[Marxism] Chicago 1968, a different kind of convention

Mark Lause MLause at cinci.rr.com
Sun Jul 25 19:08:36 MDT 2004

Thanks for sharing the memories, Brian.

I was getting out of high school that spring.  It was politically one
hell of a senior year.  Public opinion generally flipped on the war in
1967-68, and even in my small blue collar Missouri town, opposition to
the war made for an educational year.  All of us facing college and/or
the draft had soaring hopes with the Democratic primaries that destroyed
the LBJ relection bid.  Johnson pulled out after the New Hampshire
primary, Robert F. Kennedy jumped in, but Martin Luther King was
brutally killed that April.  Nobody in my circle actually believed it
was another lone nut.

That summer, a cluster of us were having our first taste of factory life
with a few months broiling under a thin roof that baked the insides up
to 120 degrees and thereabouts.  We were all the kids of people who
worked there and it certainly gave us all a real appreciation of class.
During breaks and at lunch, the college-bound kids sat around and
discussed the work experience, politics, and the connection between
them.  I had just gotten my paws on a biography of Gene Debs and decided
that I certainly must be some sort of "socialist," but practical enough
to hope that our first champion in the primaries Gene McCarthy would get
the nomination and fully realistic enough to expect that the more
popular Kennedy would win in the end.  After all, as far as I knew,
there were no more of those people called "socialists" in America.
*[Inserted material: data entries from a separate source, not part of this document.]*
use std::fmt;

use chrono::{DateTime, Utc};
use serde::{Deserialize, Serialize};
use uuid::Uuid;

/// Prefix for ids minted on the client for messages the server never sees.
pub const LOCAL_ID_PREFIX: &str = "local-";

#[derive(Debug, Clone, Copy, Serialize, Deserialize, PartialEq, Eq, Hash)]
#[serde(rename_all = "snake_case")]
pub enum Origin {
    User,
    Assistant,
}

impl Origin {
    pub fn as_str(self) -> &'static str {
        match self {
            Origin::User => "user",
            Origin::Assistant => "assistant",
        }
    }
}

#[derive(Debug, Clone, Copy, Serialize, Deserialize, PartialEq, Eq)]
#[serde(rename_all = "snake_case")]
pub enum LifecycleState {
    Pending,
    Confirmed,
}

/// Scopes every dedup and merge decision to one conversation.
#[derive(Debug, Clone, PartialEq, Eq, Hash, Serialize, Deserialize)]
pub struct ConversationKey {
    pub session_id: String,
    pub player_id: String,
}

impl ConversationKey {
    pub fn new(session_id: impl Into<String>, player_id: impl Into<String>) -> Self {
        Self {
            session_id: session_id.into(),
            player_id: player_id.into(),
        }
    }
}

impl fmt::Display for ConversationKey {
    fn fmt(&self, f: &mut fmt::Formatter<'_>) -> fmt::Result {
        write!(f, "{}:{}", self.session_id, self.player_id)
    }
}

#[derive(Debug, Clone, PartialEq, Serialize, Deserialize)]
pub struct Message {
    pub id: Option<String>,
    pub conversation: ConversationKey,
    pub text: String,
    pub origin: Origin,
    /// Display only. Never part of a [`DedupKey`].
    pub timestamp: Option<DateTime<Utc>>,
    pub state: LifecycleState,
}

impl Message {
    /// Optimistic echo of something the local user typed. Returns `None` when
    /// the text is blank.
    pub fn pending_user(conversation: ConversationKey, text: &str) -> Option<Self> {
        let text = text.trim();
        if text.is_empty() {
            return None;
        }
        Some(Self {
            id: None,
            conversation,
            text: text.to_string(),
            origin: Origin::User,
            timestamp: Some(Utc::now()),
            state: LifecycleState::Pending,
        })
    }

    /// Assistant-side notice produced on the client. Carries a unique local id
    /// so two identical notices never collapse into one render.
    pub fn local_notice(conversation: ConversationKey, text: &str) -> Self {
        Self {
            id: Some(format!("{LOCAL_ID_PREFIX}{}", Uuid::new_v4())),
            conversation,
            text: text.trim().to_string(),
            origin: Origin::Assistant,
            timestamp: Some(Utc::now()),
            state: LifecycleState::Confirmed,
        }
    }

    pub fn confirmed(
        id: impl Into<String>,
        conversation: ConversationKey,
        text: impl Into<String>,
        origin: Origin,
    ) -> Self {
        Self {
            id: Some(id.into()),
            conversation,
            text: text.into(),
            origin,
            timestamp: None,
            state: LifecycleState::Confirmed,
        }
    }

    pub fn trimmed_text(&self) -> &str {
        self.text.trim()
    }

    pub fn has_content(&self) -> bool {
        !self.trimmed_text().is_empty()
    }

    pub fn is_pending(&self) -> bool {
        self.state == LifecycleState::Pending
    }

    pub fn dedup_key(&self) -> DedupKey {
        match self.id.as_deref().map(str::trim) {
            Some(id) if !id.is_empty() => DedupKey::Id(id.to_string()),
            _ => DedupKey::Content {
                conversation: self.conversation.clone(),
                text: self.trimmed_text().to_string(),
            },
        }
    }
}

/// Identity used to guarantee at most one render per message.
#[derive(Debug, Clone, PartialEq, Eq, Hash)]
pub enum DedupKey {
    Id(String),
    Content {
        conversation: ConversationKey,
        text: String,
    },
}

impl DedupKey {
    pub fn is_id(&self) -> bool {
        matches!(self, DedupKey::Id(_))
    }
}
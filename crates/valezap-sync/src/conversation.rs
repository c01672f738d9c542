//! One conversation's state: store, gate, sink and status, mutated from a
//! single owner. Nothing here awaits; the session runner feeds I/O results in.

use serde::Serialize;
use tracing::{debug, info, warn};
use valezap_observability::redact_text;
use valezap_types::{ConversationKey, Message, Origin};

use crate::error::SyncError;
use crate::gate::{GateState, SendGate};
use crate::sink::{PresentationSink, SyncStatus};
use crate::store::{IngestAction, PendingHandle, ReconciliationStore};
use crate::transport::SendOutcome;

/// An accepted submission the caller must now put on the wire.
#[derive(Debug, Clone, PartialEq, Eq)]
pub struct OutboundSend {
    pub pending: PendingHandle,
    pub text: String,
}

#[derive(Debug, Clone, Copy, PartialEq, Eq, Serialize)]
pub struct ConversationSnapshot {
    pub gate: GateState,
    pub status: SyncStatus,
    pub rendered_keys: usize,
    pub pending: usize,
    pub sends_in_flight: usize,
}

pub struct Conversation<S: PresentationSink> {
    key: ConversationKey,
    store: ReconciliationStore,
    gate: SendGate,
    sink: S,
    failure_notice: String,
    status: SyncStatus,
    sends_in_flight: usize,
    stream_opened_once: bool,
    stream_down: bool,
}

impl<S: PresentationSink> Conversation<S> {
    pub fn new(key: ConversationKey, mut sink: S, failure_notice: impl Into<String>) -> Self {
        let status = SyncStatus::Connecting;
        sink.set_status(status.label());
        Self {
            store: ReconciliationStore::new(key.clone()),
            key,
            gate: SendGate::new(),
            sink,
            failure_notice: failure_notice.into(),
            status,
            sends_in_flight: 0,
            stream_opened_once: false,
            stream_down: false,
        }
    }

    pub fn key(&self) -> &ConversationKey {
        &self.key
    }

    pub fn store(&self) -> &ReconciliationStore {
        &self.store
    }

    pub fn sink(&self) -> &S {
        &self.sink
    }

    pub fn gate_state(&self) -> GateState {
        self.gate.state()
    }

    pub fn status(&self) -> SyncStatus {
        self.status
    }

    pub fn snapshot(&self) -> ConversationSnapshot {
        ConversationSnapshot {
            gate: self.gate.state(),
            status: self.status,
            rendered_keys: self.store.rendered_len(),
            pending: self.store.pending_len(),
            sends_in_flight: self.sends_in_flight,
        }
    }

    /// Gate check plus optimistic render. `None` means rejected with nothing
    /// rendered and nothing to send.
    pub fn try_send(&mut self, text: &str) -> Option<OutboundSend> {
        let text = self.gate.try_enter(text)?.to_string();
        let Some(message) = Message::pending_user(self.key.clone(), &text) else {
            self.gate.release();
            return None;
        };

        match self.store.submit_optimistic(message, &mut self.sink) {
            Some(pending) => {
                self.gate.assign_turn(pending.temp_id());
                self.sends_in_flight += 1;
                self.refresh_status();
                info!("send accepted {}", redact_text(&text));
                Some(OutboundSend { pending, text })
            }
            None => {
                self.gate.release();
                debug!("send refused, identical message already on screen");
                None
            }
        }
    }

    /// Route a message from any channel through the store. A newly rendered
    /// assistant message ends the current turn.
    pub fn ingest(&mut self, message: Message) -> IngestAction {
        let origin = message.origin;
        let action = self.store.ingest(message, &mut self.sink);
        if matches!(action, IngestAction::Rendered(_)) && origin == Origin::Assistant {
            self.gate.release();
        }
        action
    }

    /// Ingest a history page in order. Returns how many rows it produced.
    pub fn load_history(&mut self, messages: Vec<Message>) -> usize {
        messages
            .into_iter()
            .map(|m| self.ingest(m))
            .filter(|a| !matches!(a, IngestAction::Ignored(_)))
            .count()
    }

    pub fn on_send_succeeded(&mut self, pending: &PendingHandle, outcome: SendOutcome) {
        self.finish_send();
        if let Some(record) = outcome.record {
            self.ingest(record);
        }
        if let Some(reply) = outcome.reply {
            self.ingest(reply);
        }
        if self.store.is_pending(pending) {
            debug!(
                "send {} settled without a matching record; waiting for the stream",
                pending.temp_id()
            );
        }
    }

    /// Roll back the placeholder, unlatch the gate if this send still holds
    /// it, and show the failure notice. If a merge already confirmed the
    /// message, nothing is retracted. Returns whether the notice was shown.
    pub fn on_send_failed(&mut self, pending: &PendingHandle, error: &SyncError) -> bool {
        self.finish_send();
        self.gate.release_turn(pending.temp_id());
        if !self.store.rollback(pending, &mut self.sink) {
            warn!(
                "send {} failed after it was confirmed: {error}",
                pending.temp_id()
            );
            return false;
        }
        warn!("send {} rolled back: {error}", pending.temp_id());
        let notice = Message::local_notice(self.key.clone(), &self.failure_notice);
        self.ingest(notice);
        true
    }

    /// Returns `true` if this open follows an outage, i.e. a reconnect.
    pub fn stream_opened(&mut self) -> bool {
        let reconnect = self.stream_opened_once || self.stream_down;
        self.stream_opened_once = true;
        self.stream_down = false;
        self.refresh_status();
        reconnect
    }

    pub fn stream_lost(&mut self) {
        self.stream_down = true;
        self.refresh_status();
    }

    fn finish_send(&mut self) {
        self.sends_in_flight = self.sends_in_flight.saturating_sub(1);
        self.refresh_status();
    }

    fn compute_status(&self) -> SyncStatus {
        if self.stream_down {
            SyncStatus::Reconnecting
        } else if self.sends_in_flight > 0 {
            SyncStatus::Sending
        } else if !self.stream_opened_once {
            SyncStatus::Connecting
        } else {
            SyncStatus::Online
        }
    }

    fn refresh_status(&mut self) {
        let next = self.compute_status();
        if next != self.status {
            self.status = next;
            self.sink.set_status(next.label());
        }
    }
}
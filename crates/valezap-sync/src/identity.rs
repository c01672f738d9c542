//! Player and session identifiers.
//!
//! The player id survives restarts through a `player_id` file in the state
//! directory. The session id lives for one process run.

use std::path::{Path, PathBuf};

use tracing::{debug, info};
use uuid::Uuid;
use valezap_types::ConversationKey;

use crate::error::IdentityError;

const PLAYER_ID_FILE: &str = "player_id";

#[derive(Debug, Clone, PartialEq, Eq)]
pub struct Identity {
    pub player_id: String,
    pub session_id: String,
}

impl Identity {
    pub fn conversation_key(&self) -> ConversationKey {
        ConversationKey::new(self.session_id.clone(), self.player_id.clone())
    }
}

fn player_id_path(state_dir: &Path) -> PathBuf {
    state_dir.join(PLAYER_ID_FILE)
}

/// Resolve identity. An explicit player override is used as-is and never
/// written to disk; otherwise the persisted id is reused or a new one minted.
pub async fn resolve_identity(
    state_dir: &Path,
    player_override: Option<String>,
    session_override: Option<String>,
) -> Result<Identity, IdentityError> {
    let player_id = match player_override.filter(|p| !p.trim().is_empty()) {
        Some(player) => player.trim().to_string(),
        None => load_or_create_player_id(state_dir).await?,
    };
    let session_id = session_override
        .map(|s| s.trim().to_string())
        .filter(|s| !s.is_empty())
        .unwrap_or_else(|| Uuid::new_v4().to_string());

    Ok(Identity {
        player_id,
        session_id,
    })
}

async fn load_or_create_player_id(state_dir: &Path) -> Result<String, IdentityError> {
    let path = player_id_path(state_dir);
    if let Ok(raw) = tokio::fs::read_to_string(&path).await {
        let stored = raw.trim();
        if !stored.is_empty() {
            debug!("reusing persisted player id from {}", path.display());
            return Ok(stored.to_string());
        }
    }

    let player_id = Uuid::new_v4().to_string();
    let io_err = |source| IdentityError::Io {
        path: path.clone(),
        source,
    };
    tokio::fs::create_dir_all(state_dir).await.map_err(io_err)?;
    tokio::fs::write(&path, &player_id).await.map_err(io_err)?;
    info!("minted new player id, persisted to {}", path.display());
    Ok(player_id)
}
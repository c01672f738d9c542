//! Message reconciliation and live-sync engine.
//!
//! Three sources feed one conversation: the optimistic local echo, the record
//! returned by the send request, and the live event stream. The
//! [`ReconciliationStore`] decides for each inbound message whether to render
//! it, merge it into a pending placeholder or drop it, while the [`SendGate`]
//! keeps at most one exchange in flight.

pub mod config;
pub mod conversation;
pub mod error;
pub mod gate;
pub mod identity;
pub mod session;
pub mod sink;
pub mod sse;
pub mod store;
pub mod stream;
pub mod transport;

pub use config::*;
pub use conversation::*;
pub use error::*;
pub use gate::*;
pub use identity::*;
pub use session::*;
pub use sink::*;
pub use store::*;
pub use stream::*;
pub use transport::*;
We were full of energy at that age, and would pop out of work, hurry
home and then get out and spend a couple of hours socializing before
having to turn in.  I still remember us hanging out drinking beer in a
bowling alley parking lot wondering what the White House would do when
Bobby Kennedy won the California primary.  I remember like yesterday,
going home with a rather nice buzz, turning on the tube and finding out.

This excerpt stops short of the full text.